Starting at the line that contains "ingest_csv(connector, &table, path, 500).await", return every line down to the end of the records below, exactly as written.

** Opening DATA UNDER STUDY block **

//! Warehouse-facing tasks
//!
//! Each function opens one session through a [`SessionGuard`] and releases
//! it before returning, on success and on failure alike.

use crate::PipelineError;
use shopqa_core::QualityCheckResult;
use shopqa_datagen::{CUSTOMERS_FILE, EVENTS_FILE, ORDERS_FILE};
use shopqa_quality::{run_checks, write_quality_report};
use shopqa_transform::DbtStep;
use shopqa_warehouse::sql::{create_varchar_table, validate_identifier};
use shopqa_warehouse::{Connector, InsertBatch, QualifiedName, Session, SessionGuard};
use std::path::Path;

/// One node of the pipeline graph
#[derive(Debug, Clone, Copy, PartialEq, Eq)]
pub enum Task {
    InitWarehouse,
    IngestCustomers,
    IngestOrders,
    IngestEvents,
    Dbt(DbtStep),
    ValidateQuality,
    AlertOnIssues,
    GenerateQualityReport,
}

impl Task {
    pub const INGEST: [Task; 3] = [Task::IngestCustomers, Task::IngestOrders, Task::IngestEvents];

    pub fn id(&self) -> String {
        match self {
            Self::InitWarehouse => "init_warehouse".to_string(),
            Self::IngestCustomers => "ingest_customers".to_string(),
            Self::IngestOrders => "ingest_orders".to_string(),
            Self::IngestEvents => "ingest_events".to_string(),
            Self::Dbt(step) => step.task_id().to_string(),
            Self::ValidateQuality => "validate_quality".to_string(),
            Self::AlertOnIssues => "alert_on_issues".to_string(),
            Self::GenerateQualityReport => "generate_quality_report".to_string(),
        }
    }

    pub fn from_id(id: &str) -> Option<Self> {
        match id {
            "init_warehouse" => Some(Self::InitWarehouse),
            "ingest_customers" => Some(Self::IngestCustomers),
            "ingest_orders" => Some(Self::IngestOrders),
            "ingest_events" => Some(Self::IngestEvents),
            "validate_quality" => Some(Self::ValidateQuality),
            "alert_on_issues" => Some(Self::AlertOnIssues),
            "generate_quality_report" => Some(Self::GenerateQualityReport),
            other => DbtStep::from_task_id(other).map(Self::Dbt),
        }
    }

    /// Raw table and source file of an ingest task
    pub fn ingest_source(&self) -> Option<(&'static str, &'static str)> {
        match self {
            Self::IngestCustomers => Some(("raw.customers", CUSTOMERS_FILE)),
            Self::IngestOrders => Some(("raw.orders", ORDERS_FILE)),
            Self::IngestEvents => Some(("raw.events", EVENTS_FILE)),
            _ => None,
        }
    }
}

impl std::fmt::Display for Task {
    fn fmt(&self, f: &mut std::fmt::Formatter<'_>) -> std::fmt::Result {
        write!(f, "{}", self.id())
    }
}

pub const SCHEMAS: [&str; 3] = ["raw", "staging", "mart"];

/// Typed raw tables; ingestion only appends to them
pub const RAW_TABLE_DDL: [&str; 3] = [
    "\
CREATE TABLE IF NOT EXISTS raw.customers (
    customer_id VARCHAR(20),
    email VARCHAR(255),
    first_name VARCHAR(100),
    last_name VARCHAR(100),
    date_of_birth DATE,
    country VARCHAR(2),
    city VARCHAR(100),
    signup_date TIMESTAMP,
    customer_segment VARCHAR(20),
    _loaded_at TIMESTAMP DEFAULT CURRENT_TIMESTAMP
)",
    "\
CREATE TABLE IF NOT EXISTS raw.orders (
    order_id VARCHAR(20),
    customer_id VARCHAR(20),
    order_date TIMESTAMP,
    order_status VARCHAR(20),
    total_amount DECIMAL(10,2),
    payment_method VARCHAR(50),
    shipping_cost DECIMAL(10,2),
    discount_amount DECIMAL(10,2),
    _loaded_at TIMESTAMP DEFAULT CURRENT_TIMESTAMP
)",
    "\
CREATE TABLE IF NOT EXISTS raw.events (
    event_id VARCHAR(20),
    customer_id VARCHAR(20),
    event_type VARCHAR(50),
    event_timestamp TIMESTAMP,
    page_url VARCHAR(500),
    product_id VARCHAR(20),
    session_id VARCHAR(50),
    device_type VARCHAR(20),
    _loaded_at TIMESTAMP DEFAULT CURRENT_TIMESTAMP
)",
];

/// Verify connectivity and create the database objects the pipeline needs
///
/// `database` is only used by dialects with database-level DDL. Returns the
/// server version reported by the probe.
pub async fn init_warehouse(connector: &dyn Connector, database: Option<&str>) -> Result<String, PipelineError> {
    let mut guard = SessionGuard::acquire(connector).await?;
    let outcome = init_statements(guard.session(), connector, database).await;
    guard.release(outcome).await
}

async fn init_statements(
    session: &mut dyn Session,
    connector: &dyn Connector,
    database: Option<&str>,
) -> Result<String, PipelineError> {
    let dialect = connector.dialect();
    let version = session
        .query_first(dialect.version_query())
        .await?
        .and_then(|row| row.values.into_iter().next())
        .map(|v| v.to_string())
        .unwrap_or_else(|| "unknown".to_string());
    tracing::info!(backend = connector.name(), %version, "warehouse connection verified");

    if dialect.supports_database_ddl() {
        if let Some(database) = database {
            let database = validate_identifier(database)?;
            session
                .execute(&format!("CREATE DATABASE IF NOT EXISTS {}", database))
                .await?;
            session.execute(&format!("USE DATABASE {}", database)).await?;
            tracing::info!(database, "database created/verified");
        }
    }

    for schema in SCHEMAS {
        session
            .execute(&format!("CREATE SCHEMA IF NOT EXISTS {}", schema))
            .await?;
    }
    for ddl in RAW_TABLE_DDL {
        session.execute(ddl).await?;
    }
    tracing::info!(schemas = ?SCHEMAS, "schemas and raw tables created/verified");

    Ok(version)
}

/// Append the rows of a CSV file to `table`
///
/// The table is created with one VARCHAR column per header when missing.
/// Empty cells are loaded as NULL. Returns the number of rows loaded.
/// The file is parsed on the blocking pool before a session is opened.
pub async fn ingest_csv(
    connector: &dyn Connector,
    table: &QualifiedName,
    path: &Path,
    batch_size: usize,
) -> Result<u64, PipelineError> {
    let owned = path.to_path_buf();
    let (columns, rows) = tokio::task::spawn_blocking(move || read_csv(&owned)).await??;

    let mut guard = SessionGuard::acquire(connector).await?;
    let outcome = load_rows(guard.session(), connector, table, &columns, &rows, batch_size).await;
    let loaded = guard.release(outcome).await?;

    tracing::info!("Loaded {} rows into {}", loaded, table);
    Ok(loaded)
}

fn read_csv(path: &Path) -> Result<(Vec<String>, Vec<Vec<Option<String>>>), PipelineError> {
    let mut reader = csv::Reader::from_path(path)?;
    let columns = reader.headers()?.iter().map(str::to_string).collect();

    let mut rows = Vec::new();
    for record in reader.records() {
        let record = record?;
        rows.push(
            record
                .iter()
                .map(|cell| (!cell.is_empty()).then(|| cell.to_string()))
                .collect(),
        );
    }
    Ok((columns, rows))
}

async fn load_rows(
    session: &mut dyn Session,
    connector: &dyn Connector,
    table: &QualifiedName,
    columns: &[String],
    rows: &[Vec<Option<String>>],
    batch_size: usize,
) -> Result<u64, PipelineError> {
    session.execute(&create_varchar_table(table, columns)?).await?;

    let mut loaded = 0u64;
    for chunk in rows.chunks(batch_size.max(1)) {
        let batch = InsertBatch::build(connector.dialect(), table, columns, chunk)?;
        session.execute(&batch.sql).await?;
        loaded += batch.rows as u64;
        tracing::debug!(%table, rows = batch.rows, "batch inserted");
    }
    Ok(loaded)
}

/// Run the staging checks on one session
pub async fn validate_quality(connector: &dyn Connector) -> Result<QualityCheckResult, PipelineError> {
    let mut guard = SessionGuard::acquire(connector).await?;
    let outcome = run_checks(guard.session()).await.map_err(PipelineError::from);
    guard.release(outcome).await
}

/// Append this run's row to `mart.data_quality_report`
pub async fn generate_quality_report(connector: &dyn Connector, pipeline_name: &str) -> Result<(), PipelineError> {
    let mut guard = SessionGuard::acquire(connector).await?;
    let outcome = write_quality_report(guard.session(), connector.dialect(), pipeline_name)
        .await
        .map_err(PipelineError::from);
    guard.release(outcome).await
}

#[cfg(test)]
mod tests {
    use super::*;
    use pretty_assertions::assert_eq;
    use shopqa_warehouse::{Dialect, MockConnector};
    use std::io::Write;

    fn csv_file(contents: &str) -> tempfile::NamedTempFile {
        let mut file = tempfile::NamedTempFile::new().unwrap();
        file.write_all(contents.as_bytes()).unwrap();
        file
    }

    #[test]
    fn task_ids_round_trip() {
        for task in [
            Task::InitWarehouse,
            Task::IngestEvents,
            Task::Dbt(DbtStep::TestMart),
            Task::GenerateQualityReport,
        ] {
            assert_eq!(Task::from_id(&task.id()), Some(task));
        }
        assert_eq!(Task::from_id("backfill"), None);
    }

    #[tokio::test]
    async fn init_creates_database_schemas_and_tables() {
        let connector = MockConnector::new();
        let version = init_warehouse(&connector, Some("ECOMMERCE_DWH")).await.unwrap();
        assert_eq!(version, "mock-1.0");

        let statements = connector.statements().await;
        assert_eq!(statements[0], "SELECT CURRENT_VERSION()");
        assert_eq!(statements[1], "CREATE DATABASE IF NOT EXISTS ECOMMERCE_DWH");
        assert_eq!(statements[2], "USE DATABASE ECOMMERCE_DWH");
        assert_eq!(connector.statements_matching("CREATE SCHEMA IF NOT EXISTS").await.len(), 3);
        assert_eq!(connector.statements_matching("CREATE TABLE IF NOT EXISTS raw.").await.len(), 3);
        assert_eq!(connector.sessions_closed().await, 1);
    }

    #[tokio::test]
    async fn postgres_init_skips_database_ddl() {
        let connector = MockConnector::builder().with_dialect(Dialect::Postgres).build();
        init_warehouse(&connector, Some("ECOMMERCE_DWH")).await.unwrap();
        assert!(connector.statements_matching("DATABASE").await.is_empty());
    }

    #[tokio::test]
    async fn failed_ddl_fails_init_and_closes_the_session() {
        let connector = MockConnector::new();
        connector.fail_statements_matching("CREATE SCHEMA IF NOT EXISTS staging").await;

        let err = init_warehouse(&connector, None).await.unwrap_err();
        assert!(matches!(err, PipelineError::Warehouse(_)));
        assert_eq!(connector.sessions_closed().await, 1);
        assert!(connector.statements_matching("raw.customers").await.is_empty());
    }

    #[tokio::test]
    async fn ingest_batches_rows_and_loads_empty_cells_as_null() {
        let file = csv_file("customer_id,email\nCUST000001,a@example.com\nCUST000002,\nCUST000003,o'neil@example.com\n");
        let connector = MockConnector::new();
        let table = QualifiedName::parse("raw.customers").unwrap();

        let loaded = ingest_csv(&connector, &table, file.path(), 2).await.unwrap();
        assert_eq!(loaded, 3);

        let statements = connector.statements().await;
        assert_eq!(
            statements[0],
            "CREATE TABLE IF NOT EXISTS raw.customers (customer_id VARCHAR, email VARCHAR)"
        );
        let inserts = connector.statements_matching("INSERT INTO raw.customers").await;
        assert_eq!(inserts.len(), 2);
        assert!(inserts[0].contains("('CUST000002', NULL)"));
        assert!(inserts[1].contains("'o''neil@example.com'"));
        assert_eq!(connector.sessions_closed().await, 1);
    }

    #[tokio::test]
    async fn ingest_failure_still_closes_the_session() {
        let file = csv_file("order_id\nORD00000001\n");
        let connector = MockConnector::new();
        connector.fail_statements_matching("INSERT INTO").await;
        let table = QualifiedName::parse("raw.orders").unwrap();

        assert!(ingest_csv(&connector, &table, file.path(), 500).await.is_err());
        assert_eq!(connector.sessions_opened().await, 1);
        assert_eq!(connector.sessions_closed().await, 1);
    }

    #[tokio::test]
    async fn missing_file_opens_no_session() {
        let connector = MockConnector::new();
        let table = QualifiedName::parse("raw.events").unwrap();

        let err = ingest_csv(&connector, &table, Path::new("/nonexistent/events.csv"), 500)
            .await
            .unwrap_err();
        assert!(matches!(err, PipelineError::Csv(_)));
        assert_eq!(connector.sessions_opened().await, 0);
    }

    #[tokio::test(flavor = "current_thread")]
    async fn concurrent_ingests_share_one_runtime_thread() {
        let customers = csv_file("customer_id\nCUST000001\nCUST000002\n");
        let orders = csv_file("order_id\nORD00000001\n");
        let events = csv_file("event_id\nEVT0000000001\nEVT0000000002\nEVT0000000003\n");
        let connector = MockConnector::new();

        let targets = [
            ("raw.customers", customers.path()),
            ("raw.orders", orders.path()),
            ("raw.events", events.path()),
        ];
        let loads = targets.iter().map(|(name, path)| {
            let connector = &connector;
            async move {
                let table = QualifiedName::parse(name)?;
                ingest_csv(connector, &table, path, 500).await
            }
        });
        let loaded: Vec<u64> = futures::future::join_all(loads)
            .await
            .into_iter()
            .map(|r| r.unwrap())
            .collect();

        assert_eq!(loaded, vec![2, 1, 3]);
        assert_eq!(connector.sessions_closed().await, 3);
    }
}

** Closing DATA UNDER STUDY block **

## RESPONSE
                ingest_csv(connector, &table, path, 500).await
            }
        });
        let loaded: Vec<u64> = futures::future::join_all(loads)
            .await
            .into_iter()
            .map(|r| r.unwrap())
            .collect();

        assert_eq!(loaded, vec![2, 1, 3]);
        assert_eq!(connector.sessions_closed().await, 3);
    }
}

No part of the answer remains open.